ICAO, the UN’s International Civil Aviation Organisation, has forecast global airline revenue could decline by $4-5 billion in Q1 as a result of flight cancellations due to coronavirus.

Earlier this week the agency, based in Montreal, said the virus was predicted to have a much larger effect on the industry than was caused back in 2003 with the Severe Acute Respiratory System (SARS) epidemic. This is down to the higher volume and global reach of the flight cancellations.

According to the ICAO news release: “The agency noted that COVID-19 (travel ban) impacts are expected to be greater than those caused by the 2003 SARS epidemic, in light of the higher volume and greater global extent of the flight cancellations being seen. Seasonal passenger load factors are another extenuating factor, as is the fact that China’s international air traffic has doubled, and its domestic traffic increased five-fold, since the 2003 period.
 
“ICAO stressed that these are preliminary figures and forecasts, and that they do not yet take into account the more comprehensive assessments of direct and indirect COVID-19 economic impacts which will eventually be determined,” it added. 
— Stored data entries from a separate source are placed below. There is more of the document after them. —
//! Headless scene tests.
//!
//! These drive a full [`Scene`] with scripted spectrum sources and sinks,
//! without a window or an output device.

use std::f32::consts::FRAC_PI_2;

use fyreware::prelude::*;
use fyreware::{Cluster, Listener, Spectrum, StarColor};
use rand::RngCore;

const DT: f32 = 1.0 / 60.0;

// ============================================================================
// Helpers
// ============================================================================

/// Always playing, with the same magnitude in every bin.
struct Constant(f32);

impl SpectrumSource for Constant {
    fn is_playing(&self) -> bool {
        true
    }

    fn read_spectrum(&mut self, left: &mut [f32], right: &mut [f32]) -> bool {
        left.fill(self.0);
        right.fill(self.0);
        true
    }
}

/// Records cues and the last listener.
#[derive(Default)]
struct Recorder {
    cues: Vec<Vec3>,
    listener: Option<Listener>,
}

impl AudioSink for Recorder {
    fn set_listener(&mut self, listener: &Listener) {
        self.listener = Some(*listener);
    }

    fn play_cue(&mut self, position: Vec3) {
        self.cues.push(position);
    }
}

/// Source and sink in one value, like the real player.
struct Duplex {
    source: Constant,
    sink: Recorder,
}

impl SpectrumSource for Duplex {
    fn is_playing(&self) -> bool {
        self.source.is_playing()
    }

    fn read_spectrum(&mut self, left: &mut [f32], right: &mut [f32]) -> bool {
        self.source.read_spectrum(left, right)
    }
}

impl AudioSink for Duplex {
    fn set_listener(&mut self, listener: &Listener) {
        self.sink.set_listener(listener);
    }

    fn play_cue(&mut self, position: Vec3) {
        self.sink.play_cue(position);
    }
}

fn config() -> Config {
    Config::default()
        .with_seed(42)
        .with_shell_lifetime(0.5..0.5)
        .with_cluster_lifetime(5.0..5.0)
        .with_star_count(32)
}

/// Launch `n` shells on the first tick, nothing after.
fn launch_once(n: u32) -> impl LaunchPolicy {
    let mut fired = false;
    ScriptedAnalyzer::new(move |_spectrum: &Spectrum, launcher: &mut Launcher| {
        if !fired {
            for _ in 0..n {
                launcher.launch();
            }
            fired = true;
        }
    })
}

fn assert_near(a: Vec3, b: Vec3, tolerance: f32) {
    assert!((a - b).length() < tolerance, "{} vs {}", a, b);
}

// ============================================================================
// Shell -> cluster lifecycle
// ============================================================================

#[test]
fn test_every_shell_explodes_exactly_once() {
    let mut scene = Scene::new(config()).unwrap().with_launch_policy(launch_once(3));
    let mut source = Constant(0.5);
    let mut sink = Recorder::default();

    let mut launched = 0;
    let mut exploded = 0;
    for _ in 0..90 {
        let report = scene.tick(DT, &mut source, &mut sink).unwrap();
        launched += report.launched;
        exploded += report.exploded;
    }

    assert_eq!(launched, 3);
    assert_eq!(exploded, 3);
    assert_eq!(sink.cues.len(), 3);
    assert_eq!(scene.shell_count(), 0);
    assert_eq!(scene.cluster_count(), 3);
}

#[test]
fn test_cues_play_where_clusters_start() {
    let mut scene = Scene::new(config()).unwrap().with_launch_policy(launch_once(2));
    let mut sink = Recorder::default();

    for _ in 0..60 {
        scene.tick(DT, &mut Constant(0.5), &mut sink).unwrap();
    }

    let origins: Vec<Vec3> = scene.clusters().map(|(_, c)| c.origin()).collect();
    assert_eq!(origins.len(), 2);
    for cue in &sink.cues {
        assert!(origins.iter().any(|o| (*o - *cue).length() < 1e-4));
        // Shells climb before they burst
        assert!(cue.y > 10.0);
    }
}

#[test]
fn test_single_value_drives_source_and_sink() {
    let mut scene = Scene::new(config()).unwrap().with_launch_policy(launch_once(1));
    let mut audio = Duplex {
        source: Constant(0.5),
        sink: Recorder::default(),
    };

    for _ in 0..60 {
        scene.tick_with(DT, &mut audio).unwrap();
    }

    assert_eq!(audio.sink.cues.len(), 1);
    assert!(audio.sink.listener.is_some());
    assert_eq!(scene.cluster_count(), 1);
}

#[test]
fn test_empty_emitter_still_explodes() {
    let mut scene = Scene::new(config())
        .unwrap()
        .with_launch_policy(launch_once(1))
        .with_emitter(ScriptedEmitter::new(|_rng: &mut dyn RngCore, _sink: &mut dyn StarSink| {}));
    let mut sink = Recorder::default();

    for _ in 0..60 {
        scene.tick(DT, &mut Constant(0.5), &mut sink).unwrap();
    }

    assert_eq!(sink.cues.len(), 1);
    let (_, cluster) = scene.clusters().next().unwrap();
    assert_eq!(cluster.star_count(), 0);
    assert_eq!(cluster.positions().count(), 0);
}

#[test]
fn test_clusters_are_removed_after_their_lifetime() {
    let config = config().with_cluster_lifetime(0.5..0.5);
    let mut scene = Scene::new(config).unwrap().with_launch_policy(launch_once(4));

    let mut expired = 0;
    for _ in 0..120 {
        expired += scene.tick(DT, &mut Constant(0.5), &mut NullAudio).unwrap().expired;
    }

    assert_eq!(expired, 4);
    assert_eq!(scene.entity_count(), 0);
}

// ============================================================================
// Launch policy
// ============================================================================

#[test]
fn test_silence_launches_almost_every_tick() {
    let mut scene = Scene::new(Config::default().with_seed(3)).unwrap();
    let mut launched = 0;
    for _ in 0..100 {
        launched += scene.tick(DT, &mut Constant(0.0), &mut NullAudio).unwrap().launched;
    }
    // p = 0.95 per tick
    assert!(launched >= 85, "launched {}", launched);
}

#[test]
fn test_loud_music_rarely_launches() {
    let mut scene = Scene::new(Config::default().with_seed(3)).unwrap();
    let mut launched = 0;
    for _ in 0..100 {
        launched += scene.tick(DT, &mut Constant(1.0), &mut NullAudio).unwrap().launched;
    }
    assert!(launched <= 1, "launched {}", launched);
}

#[test]
fn test_nothing_launches_without_music() {
    let mut scene = Scene::new(Config::default().with_seed(3)).unwrap();
    for _ in 0..100 {
        let report = scene.tick(DT, &mut NullAudio, &mut NullAudio).unwrap();
        assert_eq!(report.launched, 0);
    }
    assert_eq!(scene.entity_count(), 0);
}

#[test]
fn test_energy_trigger_probability() {
    let trigger = EnergyTrigger::new(0.05, 0.95);
    assert_eq!(trigger.probability(0.0), 0.95);
    assert_eq!(trigger.probability(f32::NAN), 0.95);
    assert!((trigger.probability(1.0) - 0.05).abs() < 1e-6);
    assert!((trigger.probability(100.0) - 0.0005).abs() < 1e-7);
}

// ============================================================================
// Trajectories
// ============================================================================

#[test]
fn test_star_free_fall() {
    let gravity = Vec3::new(0.0, -9.806, 0.0);
    let cluster = Cluster::new(Vec3::new(0.0, 100.0, 0.0), vec![Vec3::ZERO], gravity, 2.0, StarColor::Gold);

    let p = cluster.star_position_at(0, 2.0).unwrap();
    assert_near(p, Vec3::new(0.0, 100.0 - 0.5 * 9.806 * 4.0, 0.0), 1e-4);
}

#[test]
fn test_star_straight_line_without_gravity() {
    let v0 = Vec3::new(3.0, -1.0, 2.0);
    let cluster = Cluster::new(Vec3::ONE, vec![v0], Vec3::ZERO, 2.0, StarColor::Gold);

    for t in [0.0, 0.5, 1.0, 1.5] {
        assert_near(cluster.star_position_at(0, t).unwrap(), Vec3::ONE + v0 * t, 1e-5);
    }
}

#[test]
fn test_shell_follows_ballistic_arc() {
    let config = config().with_shell_lifetime(10.0..10.0);
    let mut scene = Scene::new(config).unwrap();
    scene
        .launch(ShellLaunch {
            origin: Vec3::ZERO,
            impulse: Vec3::new(0.0, 70.0, 0.0),
            lifetime: 10.0,
            radius: 1.0,
            mass: 1.0,
        })
        .unwrap();

    for _ in 0..15 {
        scene.tick(DT, &mut NullAudio, &mut NullAudio).unwrap();
    }

    let t = scene.clock().simulated() as f32;
    let expected = 70.0 * t - 0.5 * 9.806 * t * t;
    let shell = scene.shells().next().unwrap();
    assert!((shell.position().y - expected).abs() < 0.1, "{} vs {}", shell.position().y, expected);
    assert!(shell.position().x.abs() < 1e-4);
}

// ============================================================================
// Camera and listener
// ============================================================================

#[test]
fn test_default_camera_looks_down_the_z_axis() {
    let mut scene = Scene::new(Config::default()).unwrap();
    let mut sink = Recorder::default();
    scene.tick(DT, &mut NullAudio, &mut sink).unwrap();

    assert_near(scene.eye(), Vec3::new(0.0, 0.0, -200.0), 1e-3);

    let listener = sink.listener.unwrap();
    assert_near(listener.position, Vec3::new(0.0, 0.0, -200.0), 1e-3);
    assert_near(listener.forward, Vec3::Z, 1e-4);
    assert_near(listener.velocity, Vec3::ZERO, 1e-4);
}

#[test]
fn test_orbit_moves_the_listener() {
    let mut scene = Scene::new(Config::default()).unwrap();
    scene.camera_mut().set_azimuth(0.0);
    scene.camera_mut().set_altitude(FRAC_PI_2);

    let mut sink = Recorder::default();
    for _ in 0..120 {
        scene.tick(DT, &mut NullAudio, &mut sink).unwrap();
    }

    let listener = sink.listener.unwrap();
    assert_near(listener.position, Vec3::new(200.0, 0.0, 0.0), 1e-2);
    assert_near(listener.forward, Vec3::NEG_X, 1e-3);
}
Approximately 70 airlines have cancelled all international flights to and from mainland China, with an additional 50 airlines reducing operations, according to the International Civil Aviation Organisation.

This has resulted in an 80% fall in foreign airline capacity for people travelling to and from China, as well as a 40% fall in capacity by Chinese airlines, the ICAO added.

The initial estimate does not take into account potential effects on airports, cargo-only aircraft, air navigation service providers, domestic air traffic in China or international traffic in relation to Hong Kong, Macau and Taiwan, the ICAO added.

Moreover, the agency forecast Japan could lose $1.29 billion of tourism revenue in Q1 because of the fall in Chinese travellers, whilst Thailand could lose around $1.15 billion.